#### Provided records ####

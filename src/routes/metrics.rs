//! Prometheus metrics endpoint
//!
//! Exposes routing, dispatch and health metrics in Prometheus format.

use axum::response::IntoResponse;
use metrics_exporter_prometheus::{PrometheusBuilder, PrometheusHandle};
use once_cell::sync::Lazy;

/// Global Prometheus handle for metrics export
static PROMETHEUS_HANDLE: Lazy<PrometheusHandle> = Lazy::new(|| {
    PrometheusBuilder::new()
        .install_recorder()
        .expect("Failed to install Prometheus recorder")
});

/// Initialize metrics (call once at startup)
pub fn init_metrics() {
    // Force initialization of the lazy static
    let _ = &*PROMETHEUS_HANDLE;

    register_metrics();
}

/// Describe every metric the service emits
fn register_metrics() {
    metrics::describe_counter!(
        "dispatch_requests_total",
        "Dispatches that reached a terminal response, by status and target"
    );
    metrics::describe_histogram!(
        "dispatch_duration_seconds",
        "End-to-end dispatch duration in seconds"
    );
    metrics::describe_counter!(
        "routing_decisions_total",
        "Routing decisions, by chosen target and special override"
    );
    metrics::describe_counter!(
        "tier_skip_violations_total",
        "Calls refused for skipping a tier"
    );
    metrics::describe_counter!(
        "health_transitions_total",
        "Health state changes, by target and new state"
    );
    metrics::describe_counter!(
        "dispatch_retries_total",
        "Retried downstream calls, by callee tier"
    );
}

/// Prometheus metrics endpoint handler
///
/// Returns metrics in Prometheus text format for scraping.
pub async fn prometheus_metrics() -> impl IntoResponse {
    PROMETHEUS_HANDLE.render()
}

####

* Exercise goal
Could you copy each line of the material that holds "PrometheusBuilder"?

* Exercise output
use metrics_exporter_prometheus::{PrometheusBuilder, PrometheusHandle};
    PrometheusBuilder::new()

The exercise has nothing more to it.